//! Merchant API configuration for the withdrawal dashboard.
//!
//! Provides endpoint locations, polling cadence and the storage key names
//! shared between the monitor and one-shot tools.

use serde::{Deserialize, Serialize};
use thiserror::Error;

/// Default merchant API root, including the merchant route prefix.
pub const DEFAULT_API_BASE: &str = "https://api.mclsm.com/api/merchant";

/// Default PromptPay QR image provider.
pub const DEFAULT_QR_PROVIDER: &str = "https://promptpay.io";

#[derive(Error, Debug, PartialEq, Eq)]
pub enum ConfigError {
    #[error("{0} must not be empty")]
    Empty(&'static str),

    #[error("per_page must be greater than zero")]
    ZeroPerPage,

    #[error("refresh_interval_secs must be greater than zero")]
    ZeroRefreshInterval,
}

/// Merchant API and dashboard configuration.
#[derive(Debug, Clone, PartialEq, Eq, Serialize, Deserialize)]
#[serde(default)]
pub struct MerchantConfig {
    /// Merchant API root url
    pub api_base: String,
    /// Path of the paginated withdrawal list, relative to `api_base`
    pub withdrawals_path: String,
    /// Path of the member detail resource, relative to `api_base`
    pub members_path: String,
    /// QR image provider root url
    pub qr_provider: String,
    /// Records requested per refresh (always page 1)
    pub per_page: u32,
    /// Seconds between background refreshes
    pub refresh_interval_secs: u64,
    /// Rows shown per dashboard page on startup
    pub default_page_size: usize,
    /// Storage key holding the merchant auth token
    pub token_key: String,
    /// Storage key holding the persisted scan status map
    pub scan_status_key: String,
}

impl Default for MerchantConfig {
    fn default() -> Self {
        Self {
            api_base: DEFAULT_API_BASE.to_string(),
            withdrawals_path: "financial-withdraws".to_string(),
            members_path: "members".to_string(),
            qr_provider: DEFAULT_QR_PROVIDER.to_string(),
            per_page: 100,
            refresh_interval_secs: 60,
            default_page_size: 20,
            token_key: "auth_token.laravelJWT".to_string(),
            scan_status_key: "withdraw_scan_status_v1".to_string(),
        }
    }
}

impl MerchantConfig {
    /// Url of the withdrawal list endpoint.
    pub fn withdrawals_url(&self) -> String {
        join_url(&self.api_base, &self.withdrawals_path)
    }

    /// Url of a single member's detail resource.
    pub fn member_url(&self, member_id: &str) -> String {
        join_url(&join_url(&self.api_base, &self.members_path), member_id)
    }

    /// Check the values that would make the dashboard misbehave at runtime.
    pub fn validate(&self) -> Result<(), ConfigError> {
        if self.api_base.trim().is_empty() {
            return Err(ConfigError::Empty("api_base"));
        }
        if self.qr_provider.trim().is_empty() {
            return Err(ConfigError::Empty("qr_provider"));
        }
        if self.token_key.is_empty() {
            return Err(ConfigError::Empty("token_key"));
        }
        if self.scan_status_key.is_empty() {
            return Err(ConfigError::Empty("scan_status_key"));
        }
        if self.per_page == 0 {
            return Err(ConfigError::ZeroPerPage);
        }
        if self.refresh_interval_secs == 0 {
            return Err(ConfigError::ZeroRefreshInterval);
        }
        Ok(())
    }
}

fn join_url(base: &str, path: &str) -> String {
    format!(
        "{}/{}",
        base.trim_end_matches('/'),
        path.trim_start_matches('/')
    )
}

/// Builder for custom merchant configurations.
#[derive(Debug, Clone, Default)]
pub struct MerchantConfigBuilder {
    config: MerchantConfig,
}

impl MerchantConfigBuilder {
    /// Start with the default merchant endpoints.
    pub fn new() -> Self {
        Self::default()
    }

    /// Override the merchant API root url.
    pub fn api_base(mut self, url: impl Into<String>) -> Self {
        self.config.api_base = url.into();
        self
    }

    /// Override the QR image provider.
    pub fn qr_provider(mut self, url: impl Into<String>) -> Self {
        self.config.qr_provider = url.into();
        self
    }

    /// Override the number of records fetched per refresh.
    pub const fn per_page(mut self, per_page: u32) -> Self {
        self.config.per_page = per_page;
        self
    }

    /// Override the background refresh interval.
    pub const fn refresh_interval_secs(mut self, secs: u64) -> Self {
        self.config.refresh_interval_secs = secs;
        self
    }

    /// Override the initial dashboard page size.
    pub const fn default_page_size(mut self, size: usize) -> Self {
        self.config.default_page_size = size;
        self
    }

    /// Build the merchant configuration.
    pub fn build(self) -> MerchantConfig {
        self.config
    }
}

#[cfg(test)]
mod tests {
    use super::*;

    #[test]
    fn test_default_config() {
        let config = MerchantConfig::default();
        assert_eq!(config.per_page, 100);
        assert_eq!(config.refresh_interval_secs, 60);
        assert_eq!(config.default_page_size, 20);
        assert_eq!(config.scan_status_key, "withdraw_scan_status_v1");
        assert!(config.validate().is_ok());
    }

    #[test]
    fn test_urls() {
        let config = MerchantConfigBuilder::new()
            .api_base("http://localhost:9000/api/merchant/")
            .build();

        assert_eq!(
            config.withdrawals_url(),
            "http://localhost:9000/api/merchant/financial-withdraws"
        );
        assert_eq!(
            config.member_url("42"),
            "http://localhost:9000/api/merchant/members/42"
        );
    }

    #[test]
    fn test_custom_config_builder() {
        let config = MerchantConfigBuilder::new()
            .refresh_interval_secs(15)
            .per_page(50)
            .build();

        assert_eq!(config.refresh_interval_secs, 15);
        assert_eq!(config.per_page, 50);
        assert_eq!(config.api_base, DEFAULT_API_BASE);
    }

    #[test]
    fn test_validate_rejects_zero_interval() {
        let config = MerchantConfigBuilder::new().refresh_interval_secs(0).build();
        assert_eq!(config.validate(), Err(ConfigError::ZeroRefreshInterval));
    }

    #[test]
    fn test_partial_toml_uses_defaults() {
        let config: MerchantConfig = toml::from_str(r#"api_base = "http://example.test""#).unwrap();
        assert_eq!(config.api_base, "http://example.test");
        assert_eq!(config.per_page, 100);
        assert_eq!(config.token_key, "auth_token.laravelJWT");
    }
}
--- --- ---
• [TASK DIRECTIONS] Looking at the data above, write out exactly the lines that start at the one containing "withdrawal list endpoint." and end at the one containing "dashboard page size."; include both and nothing beyond.

• [OUTPUT]
    /// Url of the withdrawal list endpoint.
    pub fn withdrawals_url(&self) -> String {
        join_url(&self.api_base, &self.withdrawals_path)
    }

    /// Url of a single member's detail resource.
    pub fn member_url(&self, member_id: &str) -> String {
        join_url(&join_url(&self.api_base, &self.members_path), member_id)
    }

    /// Check the values that would make the dashboard misbehave at runtime.
    pub fn validate(&self) -> Result<(), ConfigError> {
        if self.api_base.trim().is_empty() {
            return Err(ConfigError::Empty("api_base"));
        }
        if self.qr_provider.trim().is_empty() {
            return Err(ConfigError::Empty("qr_provider"));
        }
        if self.token_key.is_empty() {
            return Err(ConfigError::Empty("token_key"));
        }
        if self.scan_status_key.is_empty() {
            return Err(ConfigError::Empty("scan_status_key"));
        }
        if self.per_page == 0 {
            return Err(ConfigError::ZeroPerPage);
        }
        if self.refresh_interval_secs == 0 {
            return Err(ConfigError::ZeroRefreshInterval);
        }
        Ok(())
    }
}

fn join_url(base: &str, path: &str) -> String {
    format!(
        "{}/{}",
        base.trim_end_matches('/'),
        path.trim_start_matches('/')
    )
}

/// Builder for custom merchant configurations.
#[derive(Debug, Clone, Default)]
pub struct MerchantConfigBuilder {
    config: MerchantConfig,
}

impl MerchantConfigBuilder {
    /// Start with the default merchant endpoints.
    pub fn new() -> Self {
        Self::default()
    }

    /// Override the merchant API root url.
    pub fn api_base(mut self, url: impl Into<String>) -> Self {
        self.config.api_base = url.into();
        self
    }

    /// Override the QR image provider.
    pub fn qr_provider(mut self, url: impl Into<String>) -> Self {
        self.config.qr_provider = url.into();
        self
    }

    /// Override the number of records fetched per refresh.
    pub const fn per_page(mut self, per_page: u32) -> Self {
        self.config.per_page = per_page;
        self
    }

    /// Override the background refresh interval.
    pub const fn refresh_interval_secs(mut self, secs: u64) -> Self {
        self.config.refresh_interval_secs = secs;
        self
    }

    /// Override the initial dashboard page size.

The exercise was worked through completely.